Negli inferi della storia sono emersi testimoni di speranza e il confronto delle loro esperienze aiuta a capire l’attualità. Parte 1
Negli inferi della storia sono emersi testimoni di speranza e il confronto delle loro esperienze aiuta a capire l’attualità. Parte 1
1. Nazione e nazionalismo
Il nazionalismo è l’indirizzo culturale che, in formulazioni molteplici e talvolta contrastanti, attribuisce un ruolo centrale all’idea di nazione e sostiene la necessità di promuovere lo sviluppo autonomo delle singole nazioni. «Tutte le costituzioni politiche, repubblicane o di altro tipo, hanno come unico fine – se sono legittime – d’impedire o almeno limitare l’oppressione verso la quale la forza inclina naturalmente. E quando c’è oppressione non è una nazione ad essere oppressa. È un uomo, e un uomo, e un uomo. La nazione non esiste; come potrebbe essere sovrana?». In queste parole lapidarie di Simone Weil, scritte durante la Seconda Guerra Mondiale, si condensa la sua critica alla sovranità astratta e impersonale della nazione, che oggi appare profondamente colpita. Si pensi alla violenza di certi populismi contro le categorie politiche classiche, in primis quella di sovranità, ma anche quella di rappresentanza. Ancor più di recente, una guerra che sembra essere scoppiata improvvisamente, quando piuttosto è scaturita dal disinteresse globale nei confronti di popoli a lungo travagliati da confini incandescenti. Simili escalation, dai risvolti drammatici quando non tragici, si esprimono sotto il segno comune di nazionalismi risorgenti.

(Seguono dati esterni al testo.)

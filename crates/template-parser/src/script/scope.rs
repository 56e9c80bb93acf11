//! Reference collection for embedded expressions.
//!
//! Walks an swc AST and records every identifier the expression uses that is
//! not declared inside the expression itself. Names introduced by arrow
//! functions, function expressions, blocks and patterns are tracked in a
//! frame stack so that `items.map(x => x.id)` references `items` but not `x`.

use crate::ast::{Reference, ReferenceMode};
use rustc_hash::FxHashSet;
use smol_str::SmolStr;
use swc_ecma_ast::*;
use swc_ecma_visit::{Visit, VisitWith};

#[derive(Debug, Default)]
struct Frame {
    declared: FxHashSet<SmolStr>,
    /// References not yet known to resolve inside this frame.
    pending: Vec<(Ident, ReferenceMode)>,
    is_function: bool,
}

/// Collects the references an expression makes to its surroundings.
#[derive(Debug)]
pub(crate) struct ReferenceCollector {
    frames: Vec<Frame>,
    through: Vec<(Ident, ReferenceMode)>,
}

impl ReferenceCollector {
    /// Creates a collector whose outermost frame already declares `names`.
    pub(crate) fn new(names: &[&str]) -> Self {
        let mut root = Frame {
            is_function: true,
            ..Frame::default()
        };
        root.declared.extend(names.iter().map(|n| SmolStr::new(n)));
        Self {
            frames: vec![root],
            through: Vec::new(),
        }
    }

    /// Declares the bindings of `pat` in the outermost frame, visiting
    /// default values and computed keys as reads.
    pub(crate) fn declare_params(&mut self, pats: &[Pat]) {
        for pat in pats {
            self.declare_pat(pat, false);
        }
    }

    /// Finishes the walk; references come back in source order.
    pub(crate) fn finish(mut self) -> Vec<Reference> {
        while !self.frames.is_empty() {
            self.pop_frame();
        }
        let mut through = self.through;
        through.sort_by_key(|(id, _)| id.span.lo);
        through
            .into_iter()
            .map(|(id, mode)| Reference {
                id,
                mode,
                variable: None,
            })
            .collect()
    }

    fn push_frame(&mut self, is_function: bool) {
        self.frames.push(Frame {
            is_function,
            ..Frame::default()
        });
    }

    fn pop_frame(&mut self) {
        let Some(frame) = self.frames.pop() else {
            return;
        };
        let unresolved = frame
            .pending
            .into_iter()
            .filter(|(id, _)| !frame.declared.contains(&*id.sym));
        match self.frames.last_mut() {
            Some(parent) => parent.pending.extend(unresolved),
            None => self.through.extend(unresolved),
        }
    }

    fn reference(&mut self, ident: &Ident, mode: ReferenceMode) {
        if let Some(frame) = self.frames.last_mut() {
            frame.pending.push((ident.clone(), mode));
        }
    }

    fn declare(&mut self, ident: &Ident, is_var: bool) {
        let name = SmolStr::new(ident.sym.as_ref());
        let frame = if is_var {
            self.frames.iter_mut().rev().find(|f| f.is_function)
        } else {
            self.frames.last_mut()
        };
        if let Some(frame) = frame {
            frame.declared.insert(name);
        }
    }

    fn declare_pat(&mut self, pat: &Pat, is_var: bool) {
        match pat {
            Pat::Ident(binding) => self.declare(&binding.id, is_var),
            Pat::Array(array) => {
                for elem in array.elems.iter().flatten() {
                    self.declare_pat(elem, is_var);
                }
            }
            Pat::Rest(rest) => self.declare_pat(&rest.arg, is_var),
            Pat::Object(object) => {
                for prop in &object.props {
                    match prop {
                        ObjectPatProp::KeyValue(kv) => {
                            kv.key.visit_with(self);
                            self.declare_pat(&kv.value, is_var);
                        }
                        ObjectPatProp::Assign(assign) => {
                            self.declare(&assign.key.id, is_var);
                            assign.value.visit_with(self);
                        }
                        ObjectPatProp::Rest(rest) => self.declare_pat(&rest.arg, is_var),
                    }
                }
            }
            Pat::Assign(assign) => {
                self.declare_pat(&assign.left, is_var);
                assign.right.visit_with(self);
            }
            Pat::Expr(expr) => expr.visit_with(self),
            Pat::Invalid(_) => {}
        }
    }

    /// Records the targets of a destructuring assignment.
    fn write_pat(&mut self, pat: &Pat) {
        match pat {
            Pat::Ident(binding) => self.reference(&binding.id, ReferenceMode::Write),
            Pat::Array(array) => {
                for elem in array.elems.iter().flatten() {
                    self.write_pat(elem);
                }
            }
            Pat::Rest(rest) => self.write_pat(&rest.arg),
            Pat::Object(object) => self.write_object_pat(object),
            Pat::Assign(assign) => {
                self.write_pat(&assign.left);
                assign.right.visit_with(self);
            }
            Pat::Expr(expr) => match expr.as_ref() {
                Expr::Ident(ident) => self.reference(ident, ReferenceMode::Write),
                other => other.visit_with(self),
            },
            Pat::Invalid(_) => {}
        }
    }

    fn write_object_pat(&mut self, object: &ObjectPat) {
        for prop in &object.props {
            match prop {
                ObjectPatProp::KeyValue(kv) => {
                    kv.key.visit_with(self);
                    self.write_pat(&kv.value);
                }
                ObjectPatProp::Assign(assign) => {
                    self.reference(&assign.key.id, ReferenceMode::Write);
                    assign.value.visit_with(self);
                }
                ObjectPatProp::Rest(rest) => self.write_pat(&rest.arg),
            }
        }
    }
}

impl Visit for ReferenceCollector {
    fn visit_expr(&mut self, expr: &Expr) {
        match expr {
            Expr::Ident(ident) => self.reference(ident, ReferenceMode::Read),
            _ => expr.visit_children_with(self),
        }
    }

    fn visit_prop(&mut self, prop: &Prop) {
        match prop {
            Prop::Shorthand(ident) => self.reference(ident, ReferenceMode::Read),
            _ => prop.visit_children_with(self),
        }
    }

    fn visit_assign_expr(&mut self, expr: &AssignExpr) {
        match &expr.left {
            AssignTarget::Simple(SimpleAssignTarget::Ident(binding)) => {
                let mode = if expr.op == AssignOp::Assign {
                    ReferenceMode::Write
                } else {
                    ReferenceMode::ReadWrite
                };
                self.reference(&binding.id, mode);
            }
            AssignTarget::Pat(AssignTargetPat::Array(array)) => {
                for elem in array.elems.iter().flatten() {
                    self.write_pat(elem);
                }
            }
            AssignTarget::Pat(AssignTargetPat::Object(object)) => self.write_object_pat(object),
            other => other.visit_with(self),
        }
        expr.right.visit_with(self);
    }

    fn visit_update_expr(&mut self, expr: &UpdateExpr) {
        match expr.arg.as_ref() {
            Expr::Ident(ident) => self.reference(ident, ReferenceMode::ReadWrite),
            other => other.visit_with(self),
        }
    }

    fn visit_arrow_expr(&mut self, arrow: &ArrowExpr) {
        self.push_frame(true);
        for param in &arrow.params {
            self.declare_pat(param, false);
        }
        arrow.body.visit_with(self);
        self.pop_frame();
    }

    fn visit_function(&mut self, function: &Function) {
        self.push_frame(true);
        if let Some(frame) = self.frames.last_mut() {
            frame.declared.insert(SmolStr::new_static("arguments"));
        }
        function.decorators.visit_with(self);
        for param in &function.params {
            param.decorators.visit_with(self);
            self.declare_pat(&param.pat, false);
        }
        function.body.visit_with(self);
        self.pop_frame();
    }

    fn visit_constructor(&mut self, ctor: &Constructor) {
        ctor.key.visit_with(self);
        self.push_frame(true);
        for param in &ctor.params {
            match param {
                ParamOrTsParamProp::Param(param) => self.declare_pat(&param.pat, false),
                ParamOrTsParamProp::TsParamProp(prop) => match &prop.param {
                    TsParamPropParam::Ident(binding) => self.declare(&binding.id, false),
                    TsParamPropParam::Assign(assign) => {
                        self.declare_pat(&assign.left, false);
                        assign.right.visit_with(self);
                    }
                },
            }
        }
        ctor.body.visit_with(self);
        self.pop_frame();
    }

    fn visit_setter_prop(&mut self, setter: &SetterProp) {
        setter.key.visit_with(self);
        self.push_frame(true);
        self.declare_pat(&setter.param, false);
        setter.body.visit_with(self);
        self.pop_frame();
    }

    fn visit_fn_expr(&mut self, expr: &FnExpr) {
        self.push_frame(false);
        if let Some(ident) = &expr.ident {
            self.declare(ident, false);
        }
        expr.function.visit_with(self);
        self.pop_frame();
    }

    fn visit_fn_decl(&mut self, decl: &FnDecl) {
        self.declare(&decl.ident, false);
        decl.function.visit_with(self);
    }

    fn visit_class_decl(&mut self, decl: &ClassDecl) {
        self.declare(&decl.ident, false);
        decl.class.visit_with(self);
    }

    fn visit_class_expr(&mut self, expr: &ClassExpr) {
        self.push_frame(false);
        if let Some(ident) = &expr.ident {
            self.declare(ident, false);
        }
        expr.class.visit_with(self);
        self.pop_frame();
    }

    fn visit_var_decl(&mut self, decl: &VarDecl) {
        let is_var = decl.kind == VarDeclKind::Var;
        for declarator in &decl.decls {
            self.declare_pat(&declarator.name, is_var);
            declarator.init.visit_with(self);
        }
    }

    fn visit_block_stmt(&mut self, block: &BlockStmt) {
        self.push_frame(false);
        block.stmts.visit_with(self);
        self.pop_frame();
    }

    fn visit_catch_clause(&mut self, clause: &CatchClause) {
        self.push_frame(false);
        if let Some(param) = &clause.param {
            self.declare_pat(param, false);
        }
        clause.body.visit_with(self);
        self.pop_frame();
    }

    fn visit_for_stmt(&mut self, stmt: &ForStmt) {
        self.push_frame(false);
        stmt.visit_children_with(self);
        self.pop_frame();
    }

    fn visit_for_in_stmt(&mut self, stmt: &ForInStmt) {
        self.push_frame(false);
        self.visit_for_head_target(&stmt.left);
        stmt.right.visit_with(self);
        stmt.body.visit_with(self);
        self.pop_frame();
    }

    fn visit_for_of_stmt(&mut self, stmt: &ForOfStmt) {
        self.push_frame(false);
        self.visit_for_head_target(&stmt.left);
        stmt.right.visit_with(self);
        stmt.body.visit_with(self);
        self.pop_frame();
    }
}

impl ReferenceCollector {
    fn visit_for_head_target(&mut self, head: &ForHead) {
        match head {
            ForHead::Pat(pat) => self.write_pat(pat),
            other => other.visit_with(self),
        }
    }
}

/// Appends every identifier bound by `pat` to `out`, in source order.
pub(crate) fn bound_idents(pat: &Pat, out: &mut Vec<Ident>) {
    match pat {
        Pat::Ident(binding) => out.push(binding.id.clone()),
        Pat::Array(array) => {
            for elem in array.elems.iter().flatten() {
                bound_idents(elem, out);
            }
        }
        Pat::Rest(rest) => bound_idents(&rest.arg, out),
        Pat::Object(object) => {
            for prop in &object.props {
                match prop {
                    ObjectPatProp::KeyValue(kv) => bound_idents(&kv.value, out),
                    ObjectPatProp::Assign(assign) => out.push(assign.key.id.clone()),
                    ObjectPatProp::Rest(rest) => bound_idents(&rest.arg, out),
                }
            }
        }
        Pat::Assign(assign) => bound_idents(&assign.left, out),
        Pat::Expr(_) | Pat::Invalid(_) => {}
    }
}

Per cogliere il nazionalismo come problema del nostro tempo, riprendo il termine “nazione” che nel suo significato originario affiora dal fenomeno della vita, connotando dimensioni naturali, impolitiche per eccellenza. Deriva infatti dal latino natio – a sua volta forma sostantivata del verbo nascor, ossia “nascere”. Come si dirà in seguito, la massima degenerazione dell’intreccio tra la matrice biologica da cui deriva il nazionalismo e le sue declinazioni politiche si manifesterà col nazismo. Ma facciamo un passo indietro. Perché l’idea di nazione assuma la potente carica identitaria che la connota politicamente, occorre attendere le grandi trasformazioni seguite alla Rivoluzione francese del 1789. Nella Dichiarazione dei diritti dell’uomo e del cittadino leggiamo, in effetti, che «Il principio di ogni sovranità risiede essenzialmente nella nazione; nessun corpo, nessun individuo, può esercitare un’autorità che non emani direttamente da essa».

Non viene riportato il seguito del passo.